La
inclinación a vincularnos con nuestras heridas, en lugar de dejarlas atrás,
hace que experimentemos constantemente la sensación de no ser dignos. Una
persona que haya experimentado acontecimientos traumáticos en la vida, como una
violación sexual, la muerte de seres queridos, enfermedades traumáticas,
accidentes, rupturas familiares, drogadicciones y otras cosas similares, puede
llegar a vincularse con los dolorosos acontecimientos del pasado y rememorarlos
para llamar la atención o despertar lástima en los demás. Esas heridas de
nuestras vidas parecen darnos una gran cantidad de poder sobre los demás.
Cuanto
más les hablamos a otros sobre nuestras heridas y sufrimientos, tanto más
creamos un entorno de compasión por nosotros mismos. Nuestro espíritu creativo
permanece tan conectado con los recuerdos de nuestras heridas que no puede
dedicarse a transformar y manifestar. El resultado de ello es la sensación de
desmerecimiento, de no ser digno de recibir todo aquello que se deseas.
Sucede
a menudo que la narración de esos males va acompañada al principio por una
especie de necesidad de que el interlocutor sepa lo horrible que fue y sigue
siendo la herida sufrida. Al cabo de un rato el ego utiliza esta energía en una
especie de juego de poder, en situaciones tanto individuales como de grupo,
para estimular la discusión sobre lo duro que ha sido superar esa herida.
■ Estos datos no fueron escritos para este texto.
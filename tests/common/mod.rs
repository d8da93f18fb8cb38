#![allow(dead_code)]

use std::collections::{BTreeSet, HashMap, HashSet};
use std::io;
use std::sync::{Arc, Mutex, MutexGuard};
use std::time::Duration;

use tokio::sync::broadcast;
use tokio::task::JoinHandle;

use herd::{
    BackendError, Config, Event, ExitNotice, ExitSender, Herd, MasterHandle, ProcessBackend,
    Role, RuntimeError, WorkerId,
};

/// Backend call recorded by the scripted backend.
#[derive(Debug, Clone, Copy, PartialEq, Eq)]
pub enum Op {
    Fork(WorkerId),
    Disconnect(WorkerId),
    Destroy(WorkerId),
}

pub fn id(raw: u64) -> WorkerId {
    WorkerId::new(raw)
}

#[derive(Default)]
struct State {
    ops: Vec<Op>,
    live: BTreeSet<WorkerId>,
    live_history: Vec<usize>,
    senders: HashMap<WorkerId, ExitSender>,
    forks: usize,
    die_on_fork: HashSet<usize>,
    die_after: HashMap<usize, Duration>,
    fail_fork_at: Option<usize>,
    ignore_disconnect: bool,
}

impl State {
    fn exit(&mut self, worker: WorkerId, code: Option<i32>, signal: Option<i32>) {
        if !self.live.remove(&worker) {
            return;
        }
        let live = self.live.len();
        self.live_history.push(live);
        if let Some(tx) = self.senders.remove(&worker) {
            let _ = tx.send(ExitNotice {
                worker,
                code,
                signal,
            });
        }
    }
}

/// In-memory process backend driven by the test.
///
/// Worker "processes" exit when disconnected (code 0) or destroyed (SIGKILL),
/// unless scripted otherwise.
#[derive(Clone, Default)]
pub struct ScriptedBackend {
    state: Arc<Mutex<State>>,
}

impl ScriptedBackend {
    pub fn new() -> Self {
        Self::default()
    }

    /// The `nth` fork (1-based) exits right after starting with code 1.
    pub fn die_on_fork(self, nth: usize) -> Self {
        self.lock().die_on_fork.insert(nth);
        self
    }

    /// The `nth` fork (1-based) exits with code 1 once `after` has passed.
    pub fn die_after_fork(self, nth: usize, after: Duration) -> Self {
        self.lock().die_after.insert(nth, after);
        self
    }

    /// The `nth` fork (1-based) fails.
    pub fn fail_fork_at(self, nth: usize) -> Self {
        self.lock().fail_fork_at = Some(nth);
        self
    }

    /// Workers ignore graceful stop requests.
    pub fn ignore_disconnect(self) -> Self {
        self.lock().ignore_disconnect = true;
        self
    }

    pub fn ops(&self) -> Vec<Op> {
        self.lock().ops.clone()
    }

    pub fn live(&self) -> Vec<WorkerId> {
        self.lock().live.iter().copied().collect()
    }

    pub fn forks(&self) -> usize {
        self.lock().forks
    }

    /// Live worker counts recorded after every fork and exit.
    pub fn live_history(&self) -> Vec<usize> {
        self.lock().live_history.clone()
    }

    /// Simulates a crash (exit code 1).
    pub fn crash(&self, worker: WorkerId) {
        self.lock().exit(worker, Some(1), None);
    }

    /// Simulates a worker that returns on its own with code 0.
    pub fn exit_clean(&self, worker: WorkerId) {
        self.lock().exit(worker, Some(0), None);
    }

    fn lock(&self) -> MutexGuard<'_, State> {
        self.state.lock().unwrap()
    }
}

impl ProcessBackend for ScriptedBackend {
    fn role(&self) -> Role {
        Role::Master
    }

    fn fork(&mut self, worker: WorkerId, exits: ExitSender) -> Result<u32, BackendError> {
        let mut guard = self.lock();
        let st = &mut *guard;
        st.forks += 1;
        let nth = st.forks;
        if st.fail_fork_at == Some(nth) {
            return Err(BackendError::Fork(io::Error::other("fork refused")));
        }

        st.ops.push(Op::Fork(worker));
        st.live.insert(worker);
        st.live_history.push(st.live.len());
        st.senders.insert(worker, exits);

        if st.die_on_fork.contains(&nth) {
            st.exit(worker, Some(1), None);
        }
        if let Some(&after) = st.die_after.get(&nth) {
            let state = Arc::clone(&self.state);
            tokio::spawn(async move {
                tokio::time::sleep(after).await;
                state.lock().unwrap().exit(worker, Some(1), None);
            });
        }
        Ok(1000 + worker.get() as u32)
    }

    fn disconnect(&mut self, worker: WorkerId) -> Result<(), BackendError> {
        let mut st = self.lock();
        st.ops.push(Op::Disconnect(worker));
        if !st.ignore_disconnect {
            st.exit(worker, Some(0), None);
        }
        Ok(())
    }

    fn destroy(&mut self, worker: WorkerId) -> Result<(), BackendError> {
        let mut st = self.lock();
        st.ops.push(Op::Destroy(worker));
        st.exit(worker, None, Some(9));
        Ok(())
    }
}

pub fn config(size: usize) -> Config {
    Config {
        size,
        timeout: Duration::from_millis(3000),
        grace: Duration::from_secs(10),
        handle_signals: false,
        ..Config::default()
    }
}

pub struct Running {
    pub handle: MasterHandle,
    pub events: broadcast::Receiver<Event>,
    pub join: JoinHandle<Result<(), RuntimeError>>,
}

/// Starts a master over `backend`, subscribed before the first event.
pub fn start(cfg: Config, backend: ScriptedBackend) -> Running {
    let herd = Herd::builder(cfg).with_backend(backend).build();
    let handle = herd.handle();
    let events = handle.subscribe();
    let join = tokio::spawn(herd.run());
    Running {
        handle,
        events,
        join,
    }
}

/// Collects events until one satisfies `done` (inclusive).
///
/// Panics after a minute of (virtual) time.
pub async fn collect_until(
    rx: &mut broadcast::Receiver<Event>,
    mut done: impl FnMut(&Event) -> bool,
) -> Vec<Event> {
    let fut = async {
        let mut seen = Vec::new();
        loop {
            let ev = rx.recv().await.expect("bus closed");
            let stop = done(&ev);
            seen.push(ev);
            if stop {
                return seen;
            }
        }
    };
    tokio::time::timeout(Duration::from_secs(60), fut)
        .await
        .expect("expected event never arrived")
}

/// Asserts that `elapsed` is `expected` up to timer-wheel rounding.
pub fn assert_elapsed(elapsed: Duration, expected: Duration) {
    assert!(
        elapsed >= expected && elapsed < expected + Duration::from_millis(5),
        "elapsed {elapsed:?}, expected {expected:?}"
    );
}

/// Drains events that are already buffered.
pub fn drain_buffered(rx: &mut broadcast::Receiver<Event>) -> Vec<Event> {
    let mut seen = Vec::new();
    while let Ok(ev) = rx.try_recv() {
        seen.push(ev);
    }
    seen
}

/// Shuts the master down and returns its result.
pub async fn stop(running: Running) -> Result<(), RuntimeError> {
    running.handle.shutdown().await.expect("master gone");
    running.join.await.expect("master panicked")
}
Eso
puede impedir que el individuo avance espiritualmente, reforzando la imagen de
desvalido que tiene de sí mismo.
La
tendencia a vincularnos con las heridas de nuestras vidas nos recuerda lo poco
merecedores que somos de recibir nada de lo que realmente nos gustaría tener,
debido a que permanecemos sumidos en un estado de sufrimiento. Cuanto más se
recuerdan y se repiten estas historias dolorosas, tanto más tiene garantizado
esa persona que no atraerá la materialización de sus deseos.
Wayne Dyer.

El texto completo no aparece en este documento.